He’d loved this room as a lad. Even when he’d been summoned within its walls for a lecture, the books had seemed to comfort him, the desk had suggested that his father meant business while the thick rugs would soften the blow. As had his father’s smile once the lecture had reached its end.
Odd to be here again and to know he’d never hear that voice, see that smile again. Felt like a wound that had healed but still ached when it rained.
It rained right now.
“I’m not hungry,” Jackson said. “Let’s find the thing and be done with it.” Surely he could open up the desk drawers, rummage around a bit, and find the manuscript, then he could lock himself away with it and get to work completing his father’s legacy while doing his best to avoid the warm woman beside him. And that ache in his chest from the familiar room, the memory.
She strode to the bellpull and gave it a yank. “You may be fine, but I need coffee. Now sit and be a good little scholar while we wait for the tea and toast.”
He propped a hip against his father’s old desk and raised a brow. “Feeling a tad… domineering this morning, Gweny?”
She hid a smile. “If you weren’t in need ofconstantguidance, I wouldn’t have to tell you what to do.”
A maid entered, and after Gwendolyn made her request and the maid left again, she said, “You’ve not even shaved today.
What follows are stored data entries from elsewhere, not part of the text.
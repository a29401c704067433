use crate::models::{JobPosting, MatchResult};
use serde::Deserialize;
use serde_json::{Map, Value};
use thiserror::Error;

/// Reason attached to a pick whose `matchReason` is missing or blank
const NO_REASON: &str = "No explanation was provided for this match.";

/// Structural problems with the model's output
#[derive(Debug, Error)]
pub enum ExtractError {
    #[error("response contained no JSON array or object")]
    NoJsonFound,

    #[error("response JSON could not be parsed: {0}")]
    InvalidJson(#[from] serde_json::Error),

    #[error("response JSON has an unexpected shape: {0}")]
    UnexpectedShape(String),
}

/// One entry as the model wrote it, before validation
#[derive(Debug, Deserialize)]
struct RawPick {
    #[serde(rename = "jobId", alias = "job_id")]
    job_id: Option<Value>,
    #[serde(rename = "matchScore", alias = "match_score")]
    match_score: Option<Value>,
    #[serde(rename = "matchReason", alias = "match_reason")]
    match_reason: Option<String>,
}

/// A validated recommendation from the model
#[derive(Debug, Clone, PartialEq)]
pub struct ModelPick {
    pub job_id: String,
    /// Clamped to 0-100
    pub match_score: u8,
    pub match_reason: String,
}

/// Find the first balanced JSON array or object in free text
///
/// Brackets inside JSON string literals are ignored. Returns `None` if no
/// opening bracket exists or the first region never closes.
pub fn extract_json_region(text: &str) -> Option<&str> {
    let start = text.find(|c: char| c == '[' || c == '{')?;
    let mut stack = Vec::new();
    let mut in_string = false;
    let mut escaped = false;

    for (offset, ch) in text[start..].char_indices() {
        if in_string {
            match ch {
                _ if escaped => escaped = false,
                '\\' => escaped = true,
                '"' => in_string = false,
                _ => {}
            }
            continue;
        }

        match ch {
            '"' => in_string = true,
            '[' => stack.push(']'),
            '{' => stack.push('}'),
            ']' | '}' => {
                if stack.pop() != Some(ch) {
                    return None;
                }
                if stack.is_empty() {
                    return Some(&text[start..start + offset + ch.len_utf8()]);
                }
            }
            _ => {}
        }
    }

    None
}

/// Parse model output into validated picks
///
/// Accepts a bare array, an object wrapping an array (e.g. `{"matches": [...]}`)
/// or a single pick object. Entries without a usable id or numeric score are
/// dropped.
pub fn parse_picks(content: &str) -> Result<Vec<ModelPick>, ExtractError> {
    let region = extract_json_region(content).ok_or(ExtractError::NoJsonFound)?;
    let value: Value = serde_json::from_str(region)?;

    let entries = match value {
        Value::Array(entries) => entries,
        Value::Object(map) if is_pick(&map) => vec![Value::Object(map)],
        Value::Object(map) => unwrap_pick_list(map)?,
        other => {
            return Err(ExtractError::UnexpectedShape(format!(
                "expected an array or object, got {}",
                other
            )))
        }
    };

    let picks = entries
        .into_iter()
        .filter_map(|entry| {
            let raw: RawPick = match serde_json::from_value(entry) {
                Ok(raw) => raw,
                Err(e) => {
                    tracing::debug!("Dropping malformed recommendation entry: {}", e);
                    return None;
                }
            };
            validate_pick(raw)
        })
        .collect();

    Ok(picks)
}

/// Object keys a model commonly wraps its pick list in
const LIST_KEYS: [&str; 4] = ["recommendations", "matches", "results", "jobs"];

fn is_pick(map: &Map<String, Value>) -> bool {
    map.contains_key("jobId") || map.contains_key("job_id")
}

/// Pick the field holding the recommendation list out of a wrapper object
///
/// An array holding pick objects wins over sibling arrays regardless of key
/// order. Failing that, a known list key is accepted even when empty.
fn unwrap_pick_list(mut map: Map<String, Value>) -> Result<Vec<Value>, ExtractError> {
    let holds_picks = |entries: &[Value]| {
        entries
            .iter()
            .any(|entry| matches!(entry, Value::Object(obj) if is_pick(obj)))
    };

    let key = map
        .iter()
        .find(|(_, v)| matches!(v, Value::Array(entries) if holds_picks(entries.as_slice())))
        .map(|(k, _)| k.clone())
        .or_else(|| {
            LIST_KEYS
                .iter()
                .find(|k| matches!(map.get(**k), Some(Value::Array(_))))
                .map(|k| k.to_string())
        });

    match key.and_then(|k| map.remove(&k)) {
        Some(Value::Array(entries)) => Ok(entries),
        _ => Err(ExtractError::UnexpectedShape(
            "object holds neither a recommendation list nor a jobId".to_string(),
        )),
    }
}

fn validate_pick(raw: RawPick) -> Option<ModelPick> {
    let job_id = match raw.job_id? {
        Value::String(id) => id,
        Value::Number(n) => n.to_string(),
        other => {
            tracing::debug!("Dropping recommendation with non-scalar jobId: {}", other);
            return None;
        }
    };

    let score = match raw.match_score? {
        Value::Number(n) => n.as_f64(),
        Value::String(s) => s.trim().trim_end_matches('%').parse::<f64>().ok(),
        _ => None,
    }
    .filter(|s| s.is_finite());

    let Some(score) = score else {
        tracing::debug!("Dropping recommendation for {} without a numeric score", job_id);
        return None;
    };

    let match_reason = raw
        .match_reason
        .filter(|r| !r.trim().is_empty())
        .unwrap_or_else(|| NO_REASON.to_string());

    Some(ModelPick {
        job_id,
        match_score: score.round().clamp(0.0, 100.0) as u8,
        match_reason,
    })
}

/// Join picks against the corpus, keeping corpus order for equal scores
///
/// Unknown ids are dropped. If the model names a job twice, its first pick wins.
pub fn join_picks(picks: &[ModelPick], jobs: &[JobPosting]) -> Vec<MatchResult> {
    for pick in picks {
        if !jobs.iter().any(|job| job.id == pick.job_id) {
            tracing::debug!("Model referenced unknown job id {}, ignoring", pick.job_id);
        }
    }

    jobs.iter()
        .filter_map(|job| {
            picks
                .iter()
                .find(|pick| pick.job_id == job.id)
                .map(|pick| MatchResult {
                    job: job.clone(),
                    match_score: pick.match_score,
                    match_reason: pick.match_reason.clone(),
                })
        })
        .collect()
}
Do at least remember to wear your glasses.”
He pulled them slowly from his waistcoat pocket, holding her gaze, unfolding them at a glacial pace, and sliding them onto his ears. “Happy, Miss Smith?”
The rise and fall of her chest stopped for one brief moment, and she sucked her lower lip between her teeth.
Liked his glasses, did she? He’d have to wear them more often.
“I suppose,” she said, “I am somewhat appeased.” She dropped her gaze and busied herself running a finger and a studied eye over the shelved books on one side of the room.
So easy to fall into a playful rhythm with her despite the hurt and longing, despite a future of nothing between them.
How the hell could that be? No future between them when they could run together so smoothly and happily in moments like this?
He sauntered forward until he almost pressed against the length of her body from the side. He reached up and flicked that little devil’s horn of a lock of hair that liked to curl up above her ear. “I’m not the only one disheveled this morning.”
She swatted his hand away then paced away from him. “Bah. You know it will not be tamed, no matter my efforts.”
He did not approach her again. He’d promised not to. He must remember.
The tea cart came, and when she sat in a chair at a low table, he did not join her in the chair opposite. Instead, he popped behind the desk. Best to be done with this. Top right drawer first. Not more than two minutes of perusal proved it empty of Jackson’s prize. The top left drawer, though filled with bits and bobbles, proved similarly useless. No manuscript there. He rummaged through the rest of the drawers on the left, then moved back over to the right. Nothing in any of them. Some of them entirely empty. Did the damn desk have hidden drawers? He looked for them, knew where and how to find them but found nothing.
“Good morning, Miss Smith. Where’s Jackson?”
Jackson popped up from behind a desk. “Uncle.”
“Zeus, what’s happened to you?” He gestured to Jackson’s head.
Jackson reached up—a complete tangle sprinkled liberally in dust. Lovely. He swept his gold-rimmed glasses from his face and pinched the bridge of his nose. “It’s not here. It’s not here.” He came to his feet, holding his hands out flat, palm up, empty. “Where the hell is it?”
“We’ll find it, my boy,” Uncle said. “Don’t worry. Sit down and have some tea.” He lounged on a nearby sofa, his feet kicked up onto a low table, a scone slathered with dark jam in one hand, a teacup sloshing cream-lightened tea in the other. “Join Miss Smith and I. Break your fast.” He waved the teacup toward Jackson.
Jackson disappeared into the desk’s drawers again. Had he missed something? It was a desk. His father’s most-used one. Where else was a manuscript of a book meant to be? But a second search proved no more successful.
He strode out from behind the desk and walked with dead steps toward the table and the tea tray. Gwendolyn sat on the edge of a seat near his uncle, no other chairs within arm’s reach. He couldn’t sit near her even if he wanted to, so he dropped into a chair as far from Gwendolyn as it was possible to get and stabbed his fingers through his hair, doing little to smooth it, only more evenly spreading the dust throughout.
“Why wouldn’t he put it in the desk?” he asked to no one in particular. More the ghost of his dead father than anyone else.
Lord Eaden grinned. “Did you expect this to be easy? Your father was superstitious about his work. Didn’t even let me see it unless he thought it complete. Melinda had to wait as well.”
“Melinda?” Gwendolyn asked, reaching for a scone.
“My mother’s given name.”
“Very pretty,” Gwendolyn mumbled, reaching for a pastry.